Monday, March 6, 2017

A Vision Dream

I emerge from the mouth of a snake. I see the eyes of a corpse roll to the back of its head, its skin and flesh pulled upwards from its feet and skull. I sit on a rock in prostration where the snake had been and feel my own skin and flesh pulled from me like a cloth over my head. A beaked entity stretches my skin like a hide across a frame and scrapes it raw with its talons.

I sit as a skeleton on the rock, then fall backwards out of myself as a new body. I make jewelry from the fingers and hands and wear them across my breasts and place the skull atop my own head. I gather the bones and throw them into a fire before the rock, lighting up the cave that I now stand within.

I dance, and as I dance, bone-deep cuts appear on my upper arms and ankles, like bands so cleanly cut that no blood pours out. I feel my flesh once again be pulled from myself, this time not as a singular piece, but in solid chunks, like one pulling meat from a bone. First my arms, then my legs, then my torso, and finally my skull. Standing as a bare skeleton, I step into the fire and sit in the embers, allowing the fire to consume my bones, turning them black and crushing them into ash.

The fire dies and I emerge from the ashes crawling toward the mouth of the cave. I pull myself through into a mist covered charnel ground. I have been here before. It is flanked by two mountain peaks; the ground is cold and made of ash and bone.

I stumble like a newborn animal across the stretch of the grounds to the edge of the cliff where a man in plain brown robes stands. He turns to face me and I see a face that I recognize but cannot name. He has black hair that pulls backward and down his neck, he has a mustache which falls on either side of his mouth, with a small bristled beard beneath. His forehead slopes slightly forward, giving his features an overall mask-like form. He pulls me forward and throws me through the air.

I soar through the mist and into a dense and green forest. I sail through it as though it is merely a passageway, emerging into open air on the other side. I fly through the clouds high in the mountains, everything is grey, cold, and crisp.

I see the clouds part, revealing a sanctuary built into the side of a peak with gravel and rock just beneath it. I land and stare up at what appears to be a deserted place. It is well decorated, but faded, empty and yet echoing a life that once lived within its walls.

I turn to find the man in the brown robe behind me grinning that mask-like grin. He holds his arm out to the sanctuary, closes his fist and pulls his arm down through the air, subsequently demolishing the building off the face of the mountain.

I stare at him as though in asking why. He sits on the gravel and I sit across from him. Without his lips moving, he explains that a building, no matter how holy, is like a body. And that a body, no matter its existence, is holy. But the two are alike most in that they house, they are containers, and therefore are subsequently empty in their nature. Without the light within, a building is nothing more than a shell. Without the essence within, a body is nothing more than a shell.

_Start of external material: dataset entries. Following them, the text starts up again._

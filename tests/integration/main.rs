#[path = "../fixtures/mod.rs"]
mod fixtures;

mod reactive_test;
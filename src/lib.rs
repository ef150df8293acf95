#![allow(missing_docs)]

pub mod aggregate;
pub mod app_config;
pub mod artifacts;
pub mod cli;
pub mod config;
pub mod engine;
pub mod fingerprint;
pub mod gate;
pub mod model;
pub mod priority;
pub mod profiling;
pub mod registry;

pub use aggregate::{resolve, resolve_with_report, Resolution, ResolutionIssue};
pub use engine::{AggregationEngine, ServersChanged};
pub use fingerprint::{fingerprint, FingerprintKey};
pub use gate::{BlockReason, GateDecision, LaunchCoordinator, LifecycleGate};
pub use model::{AggregatedEntry, Collection, EntryKey, ServerDefinition};
pub use priority::priority;
pub use registry::CollectionRegistry;

#[derive(Debug, thiserror::Error)]
pub enum ConcordiaError {
    #[error("Malformed server definition '{server_id}': {reason}")]
    MalformedDefinition { server_id: String, reason: String },

    #[error(
        "Collections '{first}' and '{second}' both rank {rank} for server '{server_id}'; \
         falling back to collection id order"
    )]
    AmbiguousPriority { server_id: String, rank: u32, first: String, second: String },

    #[error("Collection '{collection_id}' lists server '{server_id}' more than once with different configurations")]
    DuplicateDefinition { collection_id: String, server_id: String },

    #[error("Collection '{0}' is already registered")]
    DuplicateCollection(String),

    #[error("Collection '{0}' is not registered")]
    UnknownCollection(String),

    #[error("Launcher failed for '{key}': {message}")]
    LauncherFailure { key: String, message: String },

    #[error("JSON parsing error: {0}")]
    Json(#[from] serde_json::Error),
}
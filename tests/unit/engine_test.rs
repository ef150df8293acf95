use crate::fixtures::collection_fixtures::{http_def, remote, stdio_def, user, with_nonce, workspace};
use concordia::engine::{diff_entries, SchedulerState};
use concordia::model::EntryKey;
use concordia::registry::ContributorUpdate;
use concordia::{resolve, AggregationEngine, CollectionRegistry};

#[cfg(test)]
mod tests {
    use super::*;
    use pretty_assertions::assert_eq;

    fn keys(entries: &[concordia::AggregatedEntry]) -> Vec<String> {
        entries.iter().map(|e| e.key().to_string()).collect()
    }

    #[test]
    fn test_empty_registry_emits_nothing() {
        let mut registry = CollectionRegistry::new();
        let mut engine = AggregationEngine::attach(&mut registry);

        assert!(engine.pump(&mut registry).is_none());
        assert!(engine.servers().is_empty());
        assert_eq!(engine.generation(), 0);
        assert_eq!(engine.metrics().recomputes, 1);
    }

    #[test]
    fn test_changes_before_pump_are_coalesced() {
        let mut registry = CollectionRegistry::new();
        let mut engine = AggregationEngine::attach(&mut registry);
        let sub = engine.subscribe();

        registry.register(workspace("ws", vec![stdio_def("a", &[])])).unwrap();
        registry.register(user("usr", vec![stdio_def("b", &[])])).unwrap();
        registry.set_definitions("usr", vec![stdio_def("c", &[])]).unwrap();

        let event = engine.pump(&mut registry).expect("first result should be emitted");

        assert_eq!(event.generation, 1);
        assert_eq!(keys(&event.servers), vec!["ws/a", "usr/c"]);
        assert_eq!(event.added.len(), 2);
        assert_eq!(sub.drain().len(), 1);
        assert_eq!(engine.metrics().recomputes, 1);
        assert_eq!(engine.metrics().coalesced_requests, 3);
        assert_eq!(engine.scheduler().state(), SchedulerState::Idle);
    }

    #[test]
    fn test_unchanged_result_is_not_emitted() {
        let mut registry = CollectionRegistry::new();
        let mut engine = AggregationEngine::attach(&mut registry);
        registry.register(workspace("ws", vec![stdio_def("a", &[])])).unwrap();
        engine.pump(&mut registry);

        engine.request_recompute();
        assert!(engine.pump(&mut registry).is_none());

        // An identical lower-ranked copy collapses and leaves the list as it was.
        registry.register(user("usr", vec![stdio_def("a", &[])])).unwrap();
        assert!(engine.pump(&mut registry).is_none());
        assert_eq!(engine.generation(), 1);
    }

    #[test]
    fn test_partial_collections_do_not_block_results() {
        let mut registry = CollectionRegistry::new();
        let mut engine = AggregationEngine::attach(&mut registry);

        registry.register(user("usr", vec![stdio_def("local", &[])])).unwrap();
        registry.register_lazy(remote("ssh", "ssh-remote+box", Vec::new())).unwrap();

        let event = engine.pump(&mut registry).expect("known collections should resolve");
        assert_eq!(keys(&event.servers), vec!["usr/local"]);

        registry
            .mailbox()
            .send(ContributorUpdate::CompleteDiscovery {
                collection_id: "ssh".to_string(),
                definitions: vec![http_def("remote-api", "https://box/mcp")],
            })
            .unwrap();

        let event = engine.pump(&mut registry).expect("discovery should update the list");
        assert_eq!(keys(&event.servers), vec!["usr/local", "ssh/remote-api"]);
        assert_eq!(keys(&event.added), vec!["ssh/remote-api"]);
        assert!(event.removed.is_empty());
    }

    #[test]
    fn test_lazy_definitions_stay_hidden_until_discovery_completes() {
        let mut registry = CollectionRegistry::new();
        let mut engine = AggregationEngine::attach(&mut registry);

        registry.register_lazy(user("usr", Vec::new())).unwrap();
        registry.set_definitions("usr", vec![stdio_def("early", &[])]).unwrap();

        assert!(engine.pump(&mut registry).is_none());
        assert!(engine.servers().is_empty());
    }

    #[test]
    fn test_unregister_and_nonce_change_are_reported() {
        let mut registry = CollectionRegistry::new();
        let mut engine = AggregationEngine::attach(&mut registry);
        registry.register(workspace("ws", vec![stdio_def("a", &[])])).unwrap();
        registry.register(user("usr", vec![stdio_def("b", &[])])).unwrap();
        engine.pump(&mut registry);

        registry.unregister("usr").unwrap();
        registry.set_definitions("ws", vec![with_nonce(stdio_def("a", &[]), "n2")]).unwrap();

        let event = engine.pump(&mut registry).expect("changes should be emitted");
        assert_eq!(event.removed, vec![EntryKey::new("usr", "b")]);
        assert_eq!(keys(&event.updated), vec!["ws/a"]);
        assert!(event.added.is_empty());
        assert_eq!(event.generation, 2);
    }

    #[test]
    fn test_dropping_the_winner_promotes_the_runner_up() {
        let mut registry = CollectionRegistry::new();
        let mut engine = AggregationEngine::attach(&mut registry);
        registry.register(workspace("ws", vec![stdio_def("a", &[])])).unwrap();
        registry.register(user("usr", vec![stdio_def("a", &[])])).unwrap();
        engine.pump(&mut registry);
        assert_eq!(keys(&engine.servers()), vec!["ws/a"]);

        registry.unregister("ws").unwrap();
        let event = engine.pump(&mut registry).expect("winner changed");

        assert_eq!(keys(&event.servers), vec!["usr/a"]);
        assert_eq!(event.removed, vec![EntryKey::new("ws", "a")]);
        assert_eq!(keys(&event.added), vec!["usr/a"]);
    }

    #[test]
    fn test_detach_stops_listening() {
        let mut registry = CollectionRegistry::new();
        let engine = AggregationEngine::attach(&mut registry);
        assert_eq!(registry.subscriber_count(), 1);

        engine.detach(&mut registry);
        assert_eq!(registry.subscriber_count(), 0);
    }

    #[test]
    fn test_diff_entries_classifies_changes() {
        let before = resolve([&workspace("ws", vec![stdio_def("a", &[]), stdio_def("b", &[])])]);
        let after = resolve([&workspace(
            "ws",
            vec![with_nonce(stdio_def("a", &[]), "n2"), stdio_def("c", &[])],
        )]);

        let diff = diff_entries(&before, &after);

        assert_eq!(keys(&diff.added), vec!["ws/c"]);
        assert_eq!(keys(&diff.updated), vec!["ws/a"]);
        assert_eq!(diff.removed, vec![EntryKey::new("ws", "b")]);
        assert!(diff_entries(&after, &after).is_empty());
    }
}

He removes his face to reveal a red, gold, and black wrathful one beneath, continuing to grin. Then removes this to reveal a tangled and writhing creature of pain, disease, and suffering, its bright green eyes rolling in agony. I reach forward to help, asking what I can do to relieve its pain. The tentacles writhe and fly toward me as though to attach themselves. A voice from within says that I must learn to act in compassion without becoming part of the suffering itself. It will attach like a leech, feeding the internal agony of the one, while feasting upon and depleting the other.

I straighten my back and return to the writhing creature, mindful of presenting compassion without opening myself as a vessel to be ingested, or to ingest in turn. The tentacles writhe manically across my chest and shoulders, seeking to latch on but to no avail.

I lean back into a seated position and the creature is pulled out of the robes, vanishing in the air and revealing the first face once again. This one does not seem like a mask, but like skin and bones.
He smiles at me, no longer grinning.

Emptiness, he says, is an existence. It, like air, can be contained, but does not have to become the container. Like the sanctuary had once been a grand display of accomplishment, it was nothing more than a container for something of a formless nature. Life and purpose moved through the building like air through the lungs. Always present, yet always changing and in constant movement. It is not stagnant, and to become stagnant is to become contained. With containment comes comfort, and in this comfort you can rot without knowing.

It is natural to be in one form, and then to not. It does not mean there is no existence, only that existence in and of itself is boundless. To be free to move in and out, one must understand the nature of the shackles which bind them and hold them enclosed. Existence is not meant to be sealed, but it gains great benefit from being formed, and it is in these forms that action, benefit, and compassion can be transmitted. Without form, you are existence.



He reaches to the top of his head which the skull meets, and in one swift motion splits his body into two, each side falling away like the shells of an egg, revealing nothingness. The robes pile before me and the body becomes ash, spreading itself across the ground. The wind pulls me to my feet and sends me flying back through the clouds and I awake in bed.